▶ YOUR ASSIGNMENT
Please copy out every line in the records below that includes the word "filename".

____

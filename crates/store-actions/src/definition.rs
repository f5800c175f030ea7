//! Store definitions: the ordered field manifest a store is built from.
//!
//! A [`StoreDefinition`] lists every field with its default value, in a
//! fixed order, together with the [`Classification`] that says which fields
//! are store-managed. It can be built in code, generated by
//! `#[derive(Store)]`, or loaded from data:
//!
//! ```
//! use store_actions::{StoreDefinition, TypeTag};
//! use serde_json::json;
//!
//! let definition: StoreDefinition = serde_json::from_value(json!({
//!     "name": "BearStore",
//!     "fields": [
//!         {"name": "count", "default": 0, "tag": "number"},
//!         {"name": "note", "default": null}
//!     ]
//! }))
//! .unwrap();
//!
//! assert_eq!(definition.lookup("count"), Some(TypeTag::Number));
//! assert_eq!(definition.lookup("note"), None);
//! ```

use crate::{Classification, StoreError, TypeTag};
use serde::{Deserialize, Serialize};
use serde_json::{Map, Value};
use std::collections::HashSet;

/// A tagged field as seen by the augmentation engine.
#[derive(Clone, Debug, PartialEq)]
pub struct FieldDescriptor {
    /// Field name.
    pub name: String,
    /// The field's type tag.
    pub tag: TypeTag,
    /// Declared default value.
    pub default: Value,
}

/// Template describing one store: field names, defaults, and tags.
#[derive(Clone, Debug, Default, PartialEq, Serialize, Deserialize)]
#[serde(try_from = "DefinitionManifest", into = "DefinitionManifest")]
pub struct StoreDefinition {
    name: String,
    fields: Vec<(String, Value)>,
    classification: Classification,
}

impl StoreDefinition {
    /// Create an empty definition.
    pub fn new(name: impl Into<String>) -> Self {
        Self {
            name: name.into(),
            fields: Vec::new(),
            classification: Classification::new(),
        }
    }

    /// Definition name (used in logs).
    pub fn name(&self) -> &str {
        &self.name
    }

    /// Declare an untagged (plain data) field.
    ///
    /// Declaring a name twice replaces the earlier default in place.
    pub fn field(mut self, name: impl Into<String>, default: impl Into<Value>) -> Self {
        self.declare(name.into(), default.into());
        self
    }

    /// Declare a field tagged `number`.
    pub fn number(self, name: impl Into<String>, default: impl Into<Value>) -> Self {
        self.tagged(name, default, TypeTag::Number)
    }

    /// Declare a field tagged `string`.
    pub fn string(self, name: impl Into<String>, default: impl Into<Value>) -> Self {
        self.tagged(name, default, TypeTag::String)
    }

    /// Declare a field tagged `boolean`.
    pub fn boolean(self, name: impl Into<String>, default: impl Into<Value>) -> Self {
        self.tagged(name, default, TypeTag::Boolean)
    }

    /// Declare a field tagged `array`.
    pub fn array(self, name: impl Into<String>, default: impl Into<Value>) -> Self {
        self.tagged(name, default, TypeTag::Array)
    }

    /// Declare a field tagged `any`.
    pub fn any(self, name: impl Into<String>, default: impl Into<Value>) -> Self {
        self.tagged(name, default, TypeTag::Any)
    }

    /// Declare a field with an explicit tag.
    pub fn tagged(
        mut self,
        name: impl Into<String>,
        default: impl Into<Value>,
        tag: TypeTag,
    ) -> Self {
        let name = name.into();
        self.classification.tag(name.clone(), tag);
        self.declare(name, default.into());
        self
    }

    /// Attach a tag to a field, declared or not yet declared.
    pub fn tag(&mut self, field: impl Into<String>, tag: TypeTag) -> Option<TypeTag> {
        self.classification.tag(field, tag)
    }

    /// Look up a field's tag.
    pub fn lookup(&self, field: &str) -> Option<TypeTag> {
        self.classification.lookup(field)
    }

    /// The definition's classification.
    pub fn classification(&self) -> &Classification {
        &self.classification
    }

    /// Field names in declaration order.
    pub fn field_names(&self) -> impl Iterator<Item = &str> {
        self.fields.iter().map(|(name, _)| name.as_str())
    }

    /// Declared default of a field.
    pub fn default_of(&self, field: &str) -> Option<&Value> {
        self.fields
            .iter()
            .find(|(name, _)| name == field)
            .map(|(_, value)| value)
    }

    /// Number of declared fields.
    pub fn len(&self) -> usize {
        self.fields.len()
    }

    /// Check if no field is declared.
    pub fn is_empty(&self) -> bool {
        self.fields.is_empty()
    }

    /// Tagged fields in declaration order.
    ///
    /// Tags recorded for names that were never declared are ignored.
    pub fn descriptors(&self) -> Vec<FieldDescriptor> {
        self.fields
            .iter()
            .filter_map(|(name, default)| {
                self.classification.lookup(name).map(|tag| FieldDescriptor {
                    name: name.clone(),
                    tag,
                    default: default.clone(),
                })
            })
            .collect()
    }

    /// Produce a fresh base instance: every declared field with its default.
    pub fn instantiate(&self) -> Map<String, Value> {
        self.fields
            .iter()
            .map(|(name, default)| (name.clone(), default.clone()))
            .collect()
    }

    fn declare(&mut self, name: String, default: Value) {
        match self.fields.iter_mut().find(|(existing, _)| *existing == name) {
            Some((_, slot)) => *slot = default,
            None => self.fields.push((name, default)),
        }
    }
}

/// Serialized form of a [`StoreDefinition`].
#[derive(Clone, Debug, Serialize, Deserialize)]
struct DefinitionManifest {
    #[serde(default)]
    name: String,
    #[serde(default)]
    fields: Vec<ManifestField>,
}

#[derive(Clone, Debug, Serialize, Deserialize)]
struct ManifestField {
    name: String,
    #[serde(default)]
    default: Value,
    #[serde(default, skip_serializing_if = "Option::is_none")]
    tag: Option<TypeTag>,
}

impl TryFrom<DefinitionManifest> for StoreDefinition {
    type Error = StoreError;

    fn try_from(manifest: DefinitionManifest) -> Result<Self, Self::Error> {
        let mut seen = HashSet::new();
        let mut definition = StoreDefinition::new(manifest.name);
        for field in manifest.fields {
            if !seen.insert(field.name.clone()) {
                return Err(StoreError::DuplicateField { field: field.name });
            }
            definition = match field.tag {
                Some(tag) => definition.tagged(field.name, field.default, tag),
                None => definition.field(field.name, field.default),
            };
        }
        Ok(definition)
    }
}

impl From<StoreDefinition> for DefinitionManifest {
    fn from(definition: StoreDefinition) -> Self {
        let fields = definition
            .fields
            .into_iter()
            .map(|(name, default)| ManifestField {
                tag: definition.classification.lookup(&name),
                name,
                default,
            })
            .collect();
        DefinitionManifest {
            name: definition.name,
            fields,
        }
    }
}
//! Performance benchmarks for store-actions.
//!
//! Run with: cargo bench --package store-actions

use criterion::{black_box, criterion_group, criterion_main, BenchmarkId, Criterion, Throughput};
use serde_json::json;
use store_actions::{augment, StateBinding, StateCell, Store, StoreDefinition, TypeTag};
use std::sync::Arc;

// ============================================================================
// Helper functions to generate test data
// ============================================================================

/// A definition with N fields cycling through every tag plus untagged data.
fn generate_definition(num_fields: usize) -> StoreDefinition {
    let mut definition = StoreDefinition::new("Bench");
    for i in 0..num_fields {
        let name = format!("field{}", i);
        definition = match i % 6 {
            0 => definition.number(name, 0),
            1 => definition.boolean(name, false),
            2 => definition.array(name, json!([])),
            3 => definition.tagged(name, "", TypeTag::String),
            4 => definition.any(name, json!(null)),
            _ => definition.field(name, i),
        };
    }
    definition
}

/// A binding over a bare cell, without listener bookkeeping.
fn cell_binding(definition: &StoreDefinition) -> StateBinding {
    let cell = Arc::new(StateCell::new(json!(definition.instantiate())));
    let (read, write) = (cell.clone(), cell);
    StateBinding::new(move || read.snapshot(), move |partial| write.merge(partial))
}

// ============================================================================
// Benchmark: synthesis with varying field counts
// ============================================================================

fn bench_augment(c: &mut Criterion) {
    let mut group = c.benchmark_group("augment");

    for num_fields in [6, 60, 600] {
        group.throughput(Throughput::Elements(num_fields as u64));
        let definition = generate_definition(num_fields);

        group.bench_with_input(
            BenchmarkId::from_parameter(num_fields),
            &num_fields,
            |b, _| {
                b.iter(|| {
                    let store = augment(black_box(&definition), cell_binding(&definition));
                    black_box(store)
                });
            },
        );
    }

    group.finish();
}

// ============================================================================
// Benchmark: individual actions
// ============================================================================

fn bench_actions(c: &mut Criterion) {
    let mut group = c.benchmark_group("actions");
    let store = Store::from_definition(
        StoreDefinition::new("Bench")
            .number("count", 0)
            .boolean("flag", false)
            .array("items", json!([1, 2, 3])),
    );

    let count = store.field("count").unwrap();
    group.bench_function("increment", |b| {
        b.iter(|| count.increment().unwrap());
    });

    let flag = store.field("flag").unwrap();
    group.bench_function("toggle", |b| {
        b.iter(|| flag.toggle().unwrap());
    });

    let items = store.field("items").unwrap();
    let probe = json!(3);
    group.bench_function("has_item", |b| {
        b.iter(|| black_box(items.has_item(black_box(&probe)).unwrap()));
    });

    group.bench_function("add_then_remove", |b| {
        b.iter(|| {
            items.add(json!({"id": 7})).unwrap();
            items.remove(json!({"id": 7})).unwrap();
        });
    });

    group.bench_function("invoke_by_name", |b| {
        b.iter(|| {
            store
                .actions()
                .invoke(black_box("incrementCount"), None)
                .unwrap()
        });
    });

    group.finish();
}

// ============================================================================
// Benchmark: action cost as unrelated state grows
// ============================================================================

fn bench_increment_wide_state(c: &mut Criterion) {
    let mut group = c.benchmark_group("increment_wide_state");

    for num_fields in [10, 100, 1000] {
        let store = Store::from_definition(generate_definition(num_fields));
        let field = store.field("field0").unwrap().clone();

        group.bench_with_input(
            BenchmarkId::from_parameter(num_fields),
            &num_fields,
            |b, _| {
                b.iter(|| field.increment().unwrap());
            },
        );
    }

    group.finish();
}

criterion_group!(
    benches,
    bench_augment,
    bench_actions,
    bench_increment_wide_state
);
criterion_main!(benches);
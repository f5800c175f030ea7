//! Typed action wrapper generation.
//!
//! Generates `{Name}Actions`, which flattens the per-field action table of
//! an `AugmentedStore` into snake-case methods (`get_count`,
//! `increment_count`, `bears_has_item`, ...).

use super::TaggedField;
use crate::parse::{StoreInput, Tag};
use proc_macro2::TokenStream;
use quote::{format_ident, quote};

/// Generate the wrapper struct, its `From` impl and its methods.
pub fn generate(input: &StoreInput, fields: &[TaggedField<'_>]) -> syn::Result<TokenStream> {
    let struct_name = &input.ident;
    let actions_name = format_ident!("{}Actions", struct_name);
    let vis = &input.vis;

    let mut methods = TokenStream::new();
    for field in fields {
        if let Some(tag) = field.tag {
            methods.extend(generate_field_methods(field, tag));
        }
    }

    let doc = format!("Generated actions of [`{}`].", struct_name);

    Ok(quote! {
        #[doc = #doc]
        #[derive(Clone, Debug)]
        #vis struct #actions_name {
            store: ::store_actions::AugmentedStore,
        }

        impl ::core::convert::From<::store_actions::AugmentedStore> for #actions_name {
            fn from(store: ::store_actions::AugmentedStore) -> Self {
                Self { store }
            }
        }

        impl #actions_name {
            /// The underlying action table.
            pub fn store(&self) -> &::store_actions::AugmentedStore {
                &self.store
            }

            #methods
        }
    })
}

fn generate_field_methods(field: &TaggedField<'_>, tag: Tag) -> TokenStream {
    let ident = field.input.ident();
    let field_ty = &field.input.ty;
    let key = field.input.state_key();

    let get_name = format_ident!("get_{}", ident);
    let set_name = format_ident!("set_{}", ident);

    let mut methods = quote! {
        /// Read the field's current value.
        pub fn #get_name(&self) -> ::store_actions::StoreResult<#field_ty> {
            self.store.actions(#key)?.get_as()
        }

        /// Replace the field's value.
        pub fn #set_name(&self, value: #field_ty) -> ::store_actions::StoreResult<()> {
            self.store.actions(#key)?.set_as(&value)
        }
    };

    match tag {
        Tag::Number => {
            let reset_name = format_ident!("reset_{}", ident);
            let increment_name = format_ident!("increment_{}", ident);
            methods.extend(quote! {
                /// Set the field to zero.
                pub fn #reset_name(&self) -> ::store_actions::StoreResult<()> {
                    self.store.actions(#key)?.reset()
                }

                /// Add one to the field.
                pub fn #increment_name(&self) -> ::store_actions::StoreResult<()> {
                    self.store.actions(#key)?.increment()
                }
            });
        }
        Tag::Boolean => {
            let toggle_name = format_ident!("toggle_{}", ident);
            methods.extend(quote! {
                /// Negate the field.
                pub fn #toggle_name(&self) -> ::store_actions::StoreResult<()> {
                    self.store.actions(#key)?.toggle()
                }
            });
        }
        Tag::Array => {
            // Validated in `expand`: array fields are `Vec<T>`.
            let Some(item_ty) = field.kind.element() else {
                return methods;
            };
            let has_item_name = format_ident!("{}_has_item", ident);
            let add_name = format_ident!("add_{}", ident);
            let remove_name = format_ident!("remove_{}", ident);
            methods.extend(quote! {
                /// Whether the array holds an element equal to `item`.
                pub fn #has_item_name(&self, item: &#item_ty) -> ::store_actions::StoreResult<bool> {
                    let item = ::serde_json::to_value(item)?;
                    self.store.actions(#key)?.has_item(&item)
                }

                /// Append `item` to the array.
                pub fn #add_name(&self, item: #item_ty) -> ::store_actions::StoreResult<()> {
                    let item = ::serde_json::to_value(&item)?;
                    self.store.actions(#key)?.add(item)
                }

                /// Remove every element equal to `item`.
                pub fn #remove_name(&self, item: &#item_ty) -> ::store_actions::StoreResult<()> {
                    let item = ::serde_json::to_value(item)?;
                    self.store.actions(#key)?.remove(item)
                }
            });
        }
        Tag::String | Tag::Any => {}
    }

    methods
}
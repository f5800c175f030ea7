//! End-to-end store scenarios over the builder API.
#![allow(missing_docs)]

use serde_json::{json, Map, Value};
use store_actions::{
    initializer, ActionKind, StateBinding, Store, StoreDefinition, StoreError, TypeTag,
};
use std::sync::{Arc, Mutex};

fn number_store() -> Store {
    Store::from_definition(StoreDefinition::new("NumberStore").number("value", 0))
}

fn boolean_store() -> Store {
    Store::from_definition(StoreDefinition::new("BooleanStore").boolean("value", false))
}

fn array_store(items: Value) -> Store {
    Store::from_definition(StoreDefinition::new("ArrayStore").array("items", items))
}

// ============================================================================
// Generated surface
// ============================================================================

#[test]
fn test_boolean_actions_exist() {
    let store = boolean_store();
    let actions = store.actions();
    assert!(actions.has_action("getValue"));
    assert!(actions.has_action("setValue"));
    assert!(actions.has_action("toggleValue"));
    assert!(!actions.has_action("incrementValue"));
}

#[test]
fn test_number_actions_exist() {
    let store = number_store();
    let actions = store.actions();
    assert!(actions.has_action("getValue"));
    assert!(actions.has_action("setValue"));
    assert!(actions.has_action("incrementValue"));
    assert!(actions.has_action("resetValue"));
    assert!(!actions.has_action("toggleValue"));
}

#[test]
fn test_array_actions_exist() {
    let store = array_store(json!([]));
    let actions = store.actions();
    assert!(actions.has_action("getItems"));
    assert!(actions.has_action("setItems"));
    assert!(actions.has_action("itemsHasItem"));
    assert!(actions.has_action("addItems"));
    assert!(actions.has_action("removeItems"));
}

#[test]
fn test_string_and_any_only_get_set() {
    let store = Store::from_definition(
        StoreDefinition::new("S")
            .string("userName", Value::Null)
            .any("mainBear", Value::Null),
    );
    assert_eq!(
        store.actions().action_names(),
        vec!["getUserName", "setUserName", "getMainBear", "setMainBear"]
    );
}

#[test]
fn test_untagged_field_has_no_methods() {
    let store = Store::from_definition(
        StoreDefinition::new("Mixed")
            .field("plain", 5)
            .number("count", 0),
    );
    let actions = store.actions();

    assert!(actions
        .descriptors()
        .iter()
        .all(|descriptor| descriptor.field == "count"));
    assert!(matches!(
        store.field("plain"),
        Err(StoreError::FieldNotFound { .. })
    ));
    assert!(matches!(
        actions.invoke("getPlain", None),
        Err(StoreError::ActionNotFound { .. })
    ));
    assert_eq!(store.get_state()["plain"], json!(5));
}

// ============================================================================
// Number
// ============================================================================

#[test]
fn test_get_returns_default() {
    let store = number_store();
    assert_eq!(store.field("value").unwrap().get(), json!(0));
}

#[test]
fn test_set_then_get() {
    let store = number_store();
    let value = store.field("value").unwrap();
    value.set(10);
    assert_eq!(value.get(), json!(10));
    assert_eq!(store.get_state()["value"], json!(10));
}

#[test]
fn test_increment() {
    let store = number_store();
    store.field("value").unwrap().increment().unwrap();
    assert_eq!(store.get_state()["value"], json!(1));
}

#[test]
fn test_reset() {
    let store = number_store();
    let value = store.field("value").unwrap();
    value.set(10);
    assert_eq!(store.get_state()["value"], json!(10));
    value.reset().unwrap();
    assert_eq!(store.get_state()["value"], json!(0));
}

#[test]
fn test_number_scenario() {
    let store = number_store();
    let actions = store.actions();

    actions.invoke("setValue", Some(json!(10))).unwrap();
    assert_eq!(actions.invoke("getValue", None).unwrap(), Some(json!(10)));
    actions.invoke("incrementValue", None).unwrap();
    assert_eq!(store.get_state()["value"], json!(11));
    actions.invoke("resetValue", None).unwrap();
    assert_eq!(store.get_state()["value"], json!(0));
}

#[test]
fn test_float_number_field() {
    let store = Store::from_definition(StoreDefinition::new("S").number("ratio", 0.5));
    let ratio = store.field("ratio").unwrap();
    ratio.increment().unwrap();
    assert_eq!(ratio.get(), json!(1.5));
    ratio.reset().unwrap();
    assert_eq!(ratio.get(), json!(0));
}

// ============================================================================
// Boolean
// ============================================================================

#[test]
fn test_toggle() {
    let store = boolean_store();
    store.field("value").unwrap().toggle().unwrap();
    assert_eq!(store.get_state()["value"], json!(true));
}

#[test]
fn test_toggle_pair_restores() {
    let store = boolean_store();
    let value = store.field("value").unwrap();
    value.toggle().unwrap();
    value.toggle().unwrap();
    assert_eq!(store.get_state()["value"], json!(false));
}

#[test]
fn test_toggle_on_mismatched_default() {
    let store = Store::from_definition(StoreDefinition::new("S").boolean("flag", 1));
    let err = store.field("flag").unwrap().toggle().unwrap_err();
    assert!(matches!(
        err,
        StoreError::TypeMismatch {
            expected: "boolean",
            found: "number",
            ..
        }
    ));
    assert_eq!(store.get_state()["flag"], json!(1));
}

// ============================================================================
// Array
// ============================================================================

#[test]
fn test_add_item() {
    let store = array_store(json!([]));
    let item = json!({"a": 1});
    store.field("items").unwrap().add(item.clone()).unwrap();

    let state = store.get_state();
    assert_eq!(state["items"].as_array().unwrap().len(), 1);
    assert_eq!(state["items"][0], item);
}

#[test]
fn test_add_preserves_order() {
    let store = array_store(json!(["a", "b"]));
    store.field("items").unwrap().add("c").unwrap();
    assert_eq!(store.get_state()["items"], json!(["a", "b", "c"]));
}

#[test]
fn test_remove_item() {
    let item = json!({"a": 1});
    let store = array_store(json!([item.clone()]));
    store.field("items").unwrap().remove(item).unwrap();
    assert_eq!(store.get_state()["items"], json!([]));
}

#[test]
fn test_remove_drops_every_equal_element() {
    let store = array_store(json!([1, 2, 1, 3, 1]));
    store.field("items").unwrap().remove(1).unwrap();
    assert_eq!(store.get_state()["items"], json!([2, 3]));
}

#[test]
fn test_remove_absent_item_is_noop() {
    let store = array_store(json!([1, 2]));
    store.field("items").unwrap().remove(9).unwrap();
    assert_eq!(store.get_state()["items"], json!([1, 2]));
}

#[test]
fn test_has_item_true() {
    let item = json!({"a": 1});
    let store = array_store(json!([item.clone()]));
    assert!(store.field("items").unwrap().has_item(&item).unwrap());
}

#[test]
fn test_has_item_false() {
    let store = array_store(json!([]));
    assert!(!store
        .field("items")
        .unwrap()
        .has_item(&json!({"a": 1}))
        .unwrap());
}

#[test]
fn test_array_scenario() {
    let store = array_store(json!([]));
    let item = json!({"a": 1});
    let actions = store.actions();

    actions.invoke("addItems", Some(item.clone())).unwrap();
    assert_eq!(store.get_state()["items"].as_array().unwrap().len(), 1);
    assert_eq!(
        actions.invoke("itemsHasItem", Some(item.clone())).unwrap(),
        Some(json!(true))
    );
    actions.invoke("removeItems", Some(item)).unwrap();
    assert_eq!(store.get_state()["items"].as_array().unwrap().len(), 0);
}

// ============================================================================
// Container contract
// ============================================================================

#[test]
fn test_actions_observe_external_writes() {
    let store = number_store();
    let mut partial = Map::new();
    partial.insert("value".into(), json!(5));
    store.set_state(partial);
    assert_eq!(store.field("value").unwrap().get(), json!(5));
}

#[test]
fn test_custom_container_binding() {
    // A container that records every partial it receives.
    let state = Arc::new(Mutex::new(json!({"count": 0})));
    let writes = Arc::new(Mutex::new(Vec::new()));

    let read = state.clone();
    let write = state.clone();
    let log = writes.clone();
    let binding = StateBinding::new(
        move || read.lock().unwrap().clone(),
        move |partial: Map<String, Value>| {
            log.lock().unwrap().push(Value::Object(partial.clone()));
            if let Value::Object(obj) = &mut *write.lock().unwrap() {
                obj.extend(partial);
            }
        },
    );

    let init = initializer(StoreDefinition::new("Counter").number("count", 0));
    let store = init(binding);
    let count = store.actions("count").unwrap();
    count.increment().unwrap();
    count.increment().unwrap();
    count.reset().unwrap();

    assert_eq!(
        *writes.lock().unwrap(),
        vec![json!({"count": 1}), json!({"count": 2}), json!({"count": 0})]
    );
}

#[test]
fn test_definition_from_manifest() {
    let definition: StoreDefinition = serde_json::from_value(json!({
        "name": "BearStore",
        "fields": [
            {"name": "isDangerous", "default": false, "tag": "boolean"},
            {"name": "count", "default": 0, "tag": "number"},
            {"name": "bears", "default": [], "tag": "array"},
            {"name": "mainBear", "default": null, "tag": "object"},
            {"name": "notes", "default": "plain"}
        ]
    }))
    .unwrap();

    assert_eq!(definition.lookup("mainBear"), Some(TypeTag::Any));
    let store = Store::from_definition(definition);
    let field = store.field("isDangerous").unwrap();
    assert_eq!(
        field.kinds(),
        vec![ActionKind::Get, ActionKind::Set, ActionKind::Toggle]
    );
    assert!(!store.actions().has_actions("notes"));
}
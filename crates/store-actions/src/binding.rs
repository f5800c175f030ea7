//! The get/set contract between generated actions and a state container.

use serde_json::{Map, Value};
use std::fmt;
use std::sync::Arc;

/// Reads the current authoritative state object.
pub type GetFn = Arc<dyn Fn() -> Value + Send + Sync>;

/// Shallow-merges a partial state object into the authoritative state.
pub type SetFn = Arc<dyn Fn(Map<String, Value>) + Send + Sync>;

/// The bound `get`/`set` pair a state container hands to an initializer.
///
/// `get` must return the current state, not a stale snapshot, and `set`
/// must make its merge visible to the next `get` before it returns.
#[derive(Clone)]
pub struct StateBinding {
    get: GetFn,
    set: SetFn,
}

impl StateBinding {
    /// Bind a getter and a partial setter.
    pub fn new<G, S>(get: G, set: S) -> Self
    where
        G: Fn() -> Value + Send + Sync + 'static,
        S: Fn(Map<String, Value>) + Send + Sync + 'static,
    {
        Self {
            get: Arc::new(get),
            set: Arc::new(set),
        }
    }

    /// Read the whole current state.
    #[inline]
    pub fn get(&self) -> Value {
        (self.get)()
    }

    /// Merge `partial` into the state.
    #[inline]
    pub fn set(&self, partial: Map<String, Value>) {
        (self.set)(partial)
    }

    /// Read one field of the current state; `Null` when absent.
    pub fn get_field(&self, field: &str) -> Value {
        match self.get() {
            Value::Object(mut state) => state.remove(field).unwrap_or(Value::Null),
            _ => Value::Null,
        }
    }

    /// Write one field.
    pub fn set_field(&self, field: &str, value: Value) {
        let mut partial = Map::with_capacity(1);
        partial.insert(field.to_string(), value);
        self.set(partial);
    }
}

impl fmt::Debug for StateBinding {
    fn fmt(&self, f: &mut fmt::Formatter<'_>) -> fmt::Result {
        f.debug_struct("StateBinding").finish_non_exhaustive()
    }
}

____

▶ SOLUTION FOR THIS PROBLEM
filename crates/store-actions/src/definition.rs
filename crates/store-actions/src/binding.rs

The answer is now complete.